Beginning at 10 yards is beneficial not only for reducing hamstring injury risk, but also to help train sport specificity. 10-yard sprints require a different balance of sprinting skills than 60-yard runs; they involve more strength, power, and explosiveness, and less of a focus on top end speed with the start from a static position. Most of the accelerations that are seen in game situations operate within the 10-yard range, so being able to train this explosiveness early will only help when players are running longer distances, too.

20-yard sprints are a continuation from 10-yard sprints and focus more on transitioning from a forward lean to an upright position. Hamstring activity is increased at this distance, as stride length is longer and momentum increases. 40- and 60-yard sprints have an increase in momentum and rate of force production.3 The hamstrings are extremely dominant at these distances and will determine the difference between running fast and running slow.

Certain drills can help develop certain skill sets. For example, flying sprints help to improve the transition from acceleration to top-end speed, as well as improving speed in general. Build-ups are useful when you want to work on running mechanics and building speed. Tempo runs help to induce recovery from high-intensity sprint days, as well as working on running technique, as they require running longer distances at a slower pace.

Baseball is a sport that requires high maximal power outputs, and sprinting is a skill requiring maximal power output. To train for sport specificity, strength coaches should include sprint work in their programs.

Building a speed program

When building a speed program into an athlete’s training, the training economy demands must be considered with changes reflected in their lifting and throwing volumes and intensities. In a phase like this example template, the focus is on high-intensity work lined up with like throwing, but if the volume of the sprints was too high then it would likely detract from the throwing and strength work it is meant to complement.

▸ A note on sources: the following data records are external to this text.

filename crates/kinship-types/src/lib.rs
pub mod api;
pub mod events;
pub mod models;
use axum::{
    Extension, Json,
    extract::{Path, State},
    http::StatusCode,
    response::IntoResponse,
};
use tracing::info;
use uuid::Uuid;

use kinship_types::api::{Claims, FriendsResponse};

use crate::auth::AppState;
use crate::blocking;

/// Link the caller and `user_id` as friends. Linking twice is a no-op.
pub async fn add_friend(
    State(state): State<AppState>,
    Path(user_id): Path<Uuid>,
    Extension(claims): Extension<Claims>,
) -> Result<impl IntoResponse, StatusCode> {
    if user_id == claims.sub {
        return Err(StatusCode::BAD_REQUEST);
    }

    let db = state.db.clone();
    let me = claims.sub;
    let linked = blocking(move || {
        if db.get_user_by_id(user_id)?.is_none() {
            return Ok(None);
        }
        db.add_friendship(me, user_id).map(Some)
    })
    .await?
    .ok_or(StatusCode::NOT_FOUND)?;

    if linked {
        info!("{} ({}) is now friends with {}", claims.username, claims.sub, user_id);
    }
    Ok(StatusCode::NO_CONTENT)
}

pub async fn list_friends(
    State(state): State<AppState>,
    Extension(claims): Extension<Claims>,
) -> Result<impl IntoResponse, StatusCode> {
    let db = state.db.clone();
    let friends = blocking(move || db.friends_of(claims.sub)).await?;
    Ok(Json(FriendsResponse { friends }))
}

A good rule of thumb to avoid overtraining is to tailor the speed work emphasis to the overall phase emphasis, so if an athlete is in a lower intensity and higher volume phase on the mound and in the weight room, their speed work should match those intensities and focus on accumulating volume with low to moderate intensities. If an athlete is in a velocity phase, their speed work should be focused on lower volume. 

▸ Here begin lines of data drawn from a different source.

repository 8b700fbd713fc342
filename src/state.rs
use crate::config::Config;
use crate::errors::AppError;
use crate::ledger::VisitLedgerStore;
use crate::storage::FileStore;
use std::sync::{Arc, Mutex, PoisonError};

#[derive(Clone)]
pub struct AppState {
    pub config: Arc<Config>,
    pub ledger: Arc<Mutex<VisitLedgerStore<FileStore>>>,
}

impl AppState {
    pub fn new(config: Config, ledger: VisitLedgerStore<FileStore>) -> Self {
        Self {
            config: Arc::new(config),
            ledger: Arc::new(Mutex::new(ledger)),
        }
    }

    /// Runs `work` against the ledger on the blocking pool; ledger calls do synchronous file i/o.
    pub async fn with_ledger<T, F>(&self, work: F) -> Result<T, AppError>
    where
        F: FnOnce(&mut VisitLedgerStore<FileStore>) -> T + Send + 'static,
        T: Send + 'static,
    {
        let ledger = Arc::clone(&self.ledger);
        tokio::task::spawn_blocking(move || {
            // Every operation re-reads the persisted record, so a poisoned guard holds no stale state.
            let mut guard = ledger.lock().unwrap_or_else(PoisonError::into_inner);
            work(&mut guard)
        })
        .await
        .map_err(AppError::internal)
    }
}
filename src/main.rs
use std::net::SocketAddr;
use tokio::fs;
use tracing::info;
use tracing_subscriber::{fmt, EnvFilter};
use visit_ledger::{router, AppState, Config, FileStore, VisitLedgerStore};

#[tokio::main]
async fn main() -> Result<(), Box<dyn std::error::Error>> {
    fmt()
        .with_env_filter(EnvFilter::from_default_env().add_directive("info".parse()?))
        .init();

    let config = Config::from_env();
    fs::create_dir_all(&config.data_dir).await?;

    let store = FileStore::new(&config.data_dir);
    info!(data_dir = %store.root().display(), "visit ledger ready");
    let ledger = VisitLedgerStore::with_retention(store, config.retention.clone());
    if !ledger.retention().is_unbounded() {
        info!(retention = ?ledger.retention(), "visit retention enabled");
    }

    let addr = SocketAddr::from(([0, 0, 0, 0], config.port));
    let app = router(AppState::new(config, ledger));

    info!("listening on http://{addr}");
    let listener = tokio::net::TcpListener::bind(addr).await?;
    axum::serve(listener, app)
        .with_graceful_shutdown(shutdown_signal())
        .await?;

    Ok(())
}

async fn shutdown_signal() {
    if tokio::signal::ctrl_c().await.is_ok() {
        info!("shutting down");
    }
}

The provided program is a four-day speed program that would typically be paired with a strength phase in the weight room and a velocity phase on the pitching side. The focus for day one is a linear acceleration focus, aimed at being high-intent to line up with a high-intent throwing day.

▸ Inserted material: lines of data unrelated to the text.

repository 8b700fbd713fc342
//! The visit ledger service.
//!
//! The whole ledger lives in one storage key as JSON. Every append reads
//! the record, mutates it and writes it back in full. A missing record is
//! created empty on first access. When the substrate is unavailable, reads
//! come back empty and writes do nothing.

use crate::errors::{LedgerError, StorageError};
use crate::models::{History, VisitEvent, VisitLedger};
use crate::stats;
use crate::storage::KeyValueStore;
use chrono::{DateTime, Duration, Utc};
use tracing::{debug, error, info, warn};

pub const STORAGE_KEY: &str = "userHistory";
pub const CORRUPT_KEY: &str = "userHistory.corrupt";

const EMPTY_LEDGER: &str = "{}";

/// Bounds on ledger growth. Both limits are off by default.
#[derive(Debug, Clone, Default, PartialEq, Eq)]
pub struct RetentionPolicy {
    /// Events at or before `now - max_age` are dropped.
    pub max_age: Option<Duration>,
    /// Each user keeps at most this many of their newest events.
    pub max_events_per_user: Option<usize>,
}

impl RetentionPolicy {
    pub fn unbounded() -> Self {
        Self::default()
    }

    pub fn is_unbounded(&self) -> bool {
        self.max_age.is_none() && self.max_events_per_user.is_none()
    }

    /// Returns how many events were removed.
    pub fn apply(&self, ledger: &mut VisitLedger, now: DateTime<Utc>) -> usize {
        if self.is_unbounded() {
            return 0;
        }
        let before = ledger.event_count();
        let cutoff = self.max_age.and_then(|age| now.checked_sub_signed(age));
        ledger.prune_users(|events| {
            if let Some(cutoff) = cutoff {
                events.retain(|event| event.timestamp > cutoff);
            }
            if let Some(max) = self.max_events_per_user {
                if events.len() > max {
                    let excess = events.len() - max;
                    events.drain(..excess);
                }
            }
        });
        before - ledger.event_count()
    }
}

pub struct VisitLedgerStore<S> {
    store: S,
    retention: RetentionPolicy,
}

impl<S: KeyValueStore> VisitLedgerStore<S> {
    pub fn new(store: S) -> Self {
        Self::with_retention(store, RetentionPolicy::unbounded())
    }

    pub fn with_retention(store: S, retention: RetentionPolicy) -> Self {
        Self { store, retention }
    }

    pub fn store(&self) -> &S {
        &self.store
    }

    pub fn retention(&self) -> &RetentionPolicy {
        &self.retention
    }

    pub fn record_visit(&mut self, email: &str, action: &str) -> Result<Option<VisitEvent>, LedgerError> {
        self.record_visit_at(email, action, Utc::now())
    }

    /// Appends a visit stamped `now`. Returns `None` when storage is unavailable.
    pub fn record_visit_at(
        &mut self,
        email: &str,
        action: &str,
        now: DateTime<Utc>,
    ) -> Result<Option<VisitEvent>, LedgerError> {
        let mut ledger = match self.load() {
            Ok(ledger) => ledger,
            Err(StorageError::Unavailable) => {
                debug!(email, "storage unavailable, visit not recorded");
                return Ok(None);
            }
            Err(err) => return Err(err.into()),
        };

        let event = VisitEvent::new(email, action, now);
        ledger.append(event.clone());

        let pruned = self.retention.apply(&mut ledger, now);
        if pruned > 0 {
            debug!(pruned, "retention dropped visit events");
        }

        self.persist(&ledger)?;
        debug!(email, page = action, id = %event.id, "visit recorded");
        Ok(Some(event))
    }

    /// One user's events when `email` is given, otherwise the whole ledger.
    pub fn history(&mut self, email: Option<&str>) -> History {
        match email {
            Some(email) => History::User(self.history_for(email)),
            None => History::All(self.ledger()),
        }
    }

    pub fn history_for(&mut self, email: &str) -> Vec<VisitEvent> {
        self.ledger().events_for(email).to_vec()
    }

    pub fn ledger(&mut self) -> VisitLedger {
        match self.load() {
            Ok(ledger) => ledger,
            Err(StorageError::Unavailable) => VisitLedger::default(),
            Err(err) => {
                error!("failed to read visit ledger: {err}");
                VisitLedger::default()
            }
        }
    }

    pub fn all_visits(&mut self) -> Vec<VisitEvent> {
        self.ledger().events().cloned().collect()
    }

    pub fn unique_visitor_count(&mut self) -> usize {
        stats::unique_visitors(&self.ledger())
    }

    pub fn active_user_count(&mut self, window: Duration) -> usize {
        self.active_user_count_at(window, Utc::now())
    }

    pub fn active_user_count_at(&mut self, window: Duration, now: DateTime<Utc>) -> usize {
        stats::active_users(&self.ledger(), window, now)
    }

    pub fn clear(&mut self) -> Result<(), LedgerError> {
        match self.store.set(STORAGE_KEY, EMPTY_LEDGER) {
            Ok(()) => {
                info!("visit ledger cleared");
                Ok(())
            }
            Err(StorageError::Unavailable) => Ok(()),
            Err(err) => Err(err.into()),
        }
    }

    fn load(&mut self) -> Result<VisitLedger, StorageError> {
        match self.store.get(STORAGE_KEY)? {
            Some(raw) => match serde_json::from_str(&raw) {
                Ok(ledger) => Ok(ledger),
                Err(err) => {
                    error!("failed to parse visit ledger: {err}");
                    self.quarantine(&raw)?;
                    Ok(VisitLedger::default())
                }
            },
            None => {
                debug!("initializing empty visit ledger");
                self.store.set(STORAGE_KEY, EMPTY_LEDGER)?;
                Ok(VisitLedger::default())
            }
        }
    }

    // Keeps the unreadable record under CORRUPT_KEY; the next access starts empty.
    fn quarantine(&mut self, raw: &str) -> Result<(), StorageError> {
        warn!(key = CORRUPT_KEY, bytes = raw.len(), "moving unreadable visit ledger aside");
        self.store.set(CORRUPT_KEY, raw)?;
        self.store.remove(STORAGE_KEY)
    }

    fn persist(&mut self, ledger: &VisitLedger) -> Result<(), LedgerError> {
        let payload = serde_json::to_string(ledger)?;
        self.store.set(STORAGE_KEY, &payload)?;
        Ok(())
    }
}

#[cfg(test)]
mod tests {
    use super::*;
    use crate::storage::{FileStore, MemoryStore, UnavailableStore};
    use chrono::TimeZone;

    fn now() -> DateTime<Utc> {
        Utc.with_ymd_and_hms(2026, 1, 5, 12, 0, 0).unwrap()
    }

    fn memory_ledger() -> VisitLedgerStore<MemoryStore> {
        VisitLedgerStore::new(MemoryStore::new())
    }

    #[test]
    fn records_and_counts_the_reference_scenario() {
        let mut ledger = memory_ledger();
        ledger.record_visit("u1", "Home page").unwrap();
        ledger.record_visit("u1", "About page").unwrap();
        ledger.record_visit("u2", "Home page").unwrap();

        assert_eq!(ledger.unique_visitor_count(), 2);
        assert_eq!(ledger.all_visits().len(), 3);
        let pages: Vec<String> = ledger.history_for("u1").into_iter().map(|e| e.page).collect();
        assert_eq!(pages, vec!["Home page", "About page"]);
    }

    #[test]
    fn history_keeps_append_order() {
        let mut ledger = memory_ledger();
        let actions = ["Login", "Home page", "Maharashtra", "Logout", "Home page"];
        for (offset, action) in actions.iter().enumerate() {
            ledger
                .record_visit_at("a@x.com", action, now() + Duration::seconds(offset as i64))
                .unwrap();
        }

        let history = ledger.history_for("a@x.com");
        assert_eq!(history.len(), actions.len());
        for (event, action) in history.iter().zip(actions) {
            assert_eq!(event.page, action);
            assert_eq!(event.email, "a@x.com");
        }
    }

    #[test]
    fn users_are_isolated() {
        let mut ledger = memory_ledger();
        ledger.record_visit("a@x.com", "Home page").unwrap();
        ledger.record_visit("a@x.com", "About page").unwrap();

        assert!(ledger.history_for("b@x.com").is_empty());
        ledger.record_visit("b@x.com", "Contact").unwrap();
        let history = ledger.history_for("b@x.com");
        assert_eq!(history.len(), 1);
        assert!(history.iter().all(|event| event.email == "b@x.com"));
    }

    #[test]
    fn history_without_email_returns_the_ledger() {
        let mut ledger = memory_ledger();
        ledger.record_visit("u1", "Home page").unwrap();

        match ledger.history(None) {
            History::All(all) => assert_eq!(all.user_count(), 1),
            other => panic!("expected full ledger, got {other:?}"),
        }
        match ledger.history(Some("nobody")) {
            History::User(events) => assert!(events.is_empty()),
            other => panic!("expected user history, got {other:?}"),
        }
    }

    #[test]
    fn event_ids_are_unique() {
        let mut ledger = memory_ledger();
        for _ in 0..200 {
            ledger.record_visit("u1", "Home page").unwrap();
        }
        let mut ids: Vec<String> = ledger.all_visits().into_iter().map(|e| e.id).collect();
        ids.sort();
        ids.dedup();
        assert_eq!(ids.len(), 200);
    }

    #[test]
    fn first_read_initializes_the_record() {
        let mut ledger = memory_ledger();
        assert_eq!(ledger.store().get(STORAGE_KEY).unwrap(), None);

        assert!(ledger.all_visits().is_empty());
        assert_eq!(ledger.store().get(STORAGE_KEY).unwrap().as_deref(), Some("{}"));
    }

    #[test]
    fn clear_is_idempotent() {
        let mut ledger = memory_ledger();
        ledger.record_visit("u1", "Home page").unwrap();
        ledger.record_visit("u2", "Home page").unwrap();

        ledger.clear().unwrap();
        assert!(ledger.all_visits().is_empty());
        assert_eq!(ledger.unique_visitor_count(), 0);

        ledger.clear().unwrap();
        assert!(ledger.all_visits().is_empty());
        assert_eq!(ledger.store().get(STORAGE_KEY).unwrap().as_deref(), Some("{}"));
    }

    #[test]
    fn unique_visitors_reset_after_clear() {
        let mut ledger = memory_ledger();
        ledger.record_visit("u1", "Home page").unwrap();
        ledger.clear().unwrap();
        ledger.record_visit("u3", "Home page").unwrap();
        ledger.record_visit("u3", "About page").unwrap();
        assert_eq!(ledger.unique_visitor_count(), 1);
    }

    #[test]
    fn active_users_window_at_fixed_instant() {
        let mut ledger = memory_ledger();
        ledger.record_visit_at("u1", "Home page", now() - Duration::hours(25)).unwrap();
        ledger.record_visit_at("u1", "About page", now() - Duration::hours(1)).unwrap();
        ledger.record_visit_at("u2", "Home page", now() - Duration::hours(24)).unwrap();

        assert_eq!(ledger.active_user_count_at(Duration::hours(24), now()), 1);
        assert_eq!(ledger.active_user_count_at(Duration::hours(48), now()), 2);
    }

    #[test]
    fn unavailable_storage_degrades_silently() {
        let mut ledger = VisitLedgerStore::new(UnavailableStore);
        assert!(ledger.record_visit("u1", "Home page").unwrap().is_none());
        assert!(ledger.all_visits().is_empty());
        assert!(ledger.history_for("u1").is_empty());
        assert_eq!(ledger.unique_visitor_count(), 0);
        assert_eq!(ledger.active_user_count(Duration::hours(24)), 0);
        ledger.clear().unwrap();
    }

    #[test]
    fn corrupt_record_is_moved_aside() {
        let mut store = MemoryStore::new();
        store.set(STORAGE_KEY, "{not json").unwrap();
        let mut ledger = VisitLedgerStore::new(store);

        assert!(ledger.all_visits().is_empty());
        assert_eq!(ledger.store().get(CORRUPT_KEY).unwrap().as_deref(), Some("{not json"));

        ledger.record_visit("u1", "Home page").unwrap();
        assert_eq!(ledger.all_visits().len(), 1);
        assert_eq!(ledger.store().get(CORRUPT_KEY).unwrap().as_deref(), Some("{not json"));
    }

    #[test]
    fn retention_caps_events_per_user() {
        let retention = RetentionPolicy {
            max_age: None,
            max_events_per_user: Some(2),
        };
        let mut ledger = VisitLedgerStore::with_retention(MemoryStore::new(), retention);
        for page in ["one", "two", "three"] {
            ledger.record_visit("u1", page).unwrap();
        }
        ledger.record_visit("u2", "solo").unwrap();

        let pages: Vec<String> = ledger.history_for("u1").into_iter().map(|e| e.page).collect();
        assert_eq!(pages, vec!["two", "three"]);
        assert_eq!(ledger.history_for("u2").len(), 1);
    }

    #[test]
    fn retention_drops_expired_events_and_users() {
        let retention = RetentionPolicy {
            max_age: Some(Duration::days(30)),
            max_events_per_user: None,
        };
        let mut ledger = VisitLedgerStore::with_retention(MemoryStore::new(), retention);
        ledger.record_visit_at("old", "Home page", now() - Duration::days(40)).unwrap();
        ledger.record_visit_at("u1", "Home page", now() - Duration::days(31)).unwrap();
        ledger.record_visit_at("u1", "About page", now()).unwrap();

        assert_eq!(ledger.unique_visitor_count(), 1);
        let pages: Vec<String> = ledger.history_for("u1").into_iter().map(|e| e.page).collect();
        assert_eq!(pages, vec!["About page"]);
    }

    #[test]
    fn recorded_event_matches_what_is_read_back() {
        let mut ledger = memory_ledger();
        let precise = now() + Duration::nanoseconds(123_456_789);
        let recorded = ledger.record_visit_at("u1", "Home page", precise).unwrap().unwrap();

        assert_eq!(ledger.history_for("u1"), vec![recorded.clone()]);
        assert_eq!(recorded.timestamp, now() + Duration::milliseconds(123));

        let live = ledger.record_visit("u1", "About page").unwrap().unwrap();
        assert_eq!(ledger.history_for("u1")[1], live);
    }

    #[test]
    fn retention_cutoff_drops_the_boundary_event() {
        let policy = RetentionPolicy {
            max_age: Some(Duration::days(30)),
            max_events_per_user: None,
        };
        let mut ledger = VisitLedger::new();
        ledger.append(VisitEvent::new("edge", "Home page", now() - Duration::days(30)));
        ledger.append(VisitEvent::new(
            "inside",
            "Home page",
            now() - Duration::days(30) + Duration::milliseconds(1),
        ));

        assert_eq!(policy.apply(&mut ledger, now()), 1);
        assert!(ledger.events_for("edge").is_empty());
        assert_eq!(ledger.events_for("inside").len(), 1);
        assert_eq!(ledger.user_count(), 1);
    }

    #[test]
    fn unbounded_retention_keeps_everything() {
        let mut ledger = VisitLedger::new();
        ledger.append(VisitEvent::new("u1", "Home page", now() - Duration::days(3650)));
        assert_eq!(RetentionPolicy::unbounded().apply(&mut ledger, now()), 0);
        assert_eq!(ledger.event_count(), 1);
    }

    #[test]
    fn file_backed_ledger_survives_reopen() {
        let dir = tempfile::tempdir().unwrap();
        {
            let mut ledger = VisitLedgerStore::new(FileStore::new(dir.path()));
            ledger.record_visit("u1", "Home page").unwrap();
            ledger.record_visit("u2", "About page").unwrap();
        }

        let mut reopened = VisitLedgerStore::new(FileStore::new(dir.path()));
        let all = reopened.all_visits();
        assert_eq!(all.len(), 2);
        assert_eq!(all[0].email, "u1");
        assert_eq!(all[1].page, "About page");
    }
}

Day two is a running recovery day, aimed at being low-intent to line up with a throwing recovery day. Day three is a plyometric/medicine ball throwing day, aimed at being medium-intent to line up with a medium-intent throwing day. Day four is a change of direction day, aimed at being high-intent to line up with a high-intent throwing day. 


The drills for each day are prescribed specifically to work on the focus for that day.
The focus for day one is to teach the athlete what triple extension in the back leg feels like, as well as force the athlete to use the posterior chain powerfully to propel forward from a dead stance.

Day two is focused on sprinting technique and to induce recovery from the previous high-intent sprint day.

Day three has two focuses: power output via medicine ball throws/slams, and reactivity/stabilization via plyometrics. The stabilization portion of the plyometric exercises comes from sticking the landing at the end of each drill. This is an extra step in teaching the athlete how to decelerate from a fast movement. Day four’s focus is to teach the athlete how to properly/efficiently (quickly/powerfully) change direction.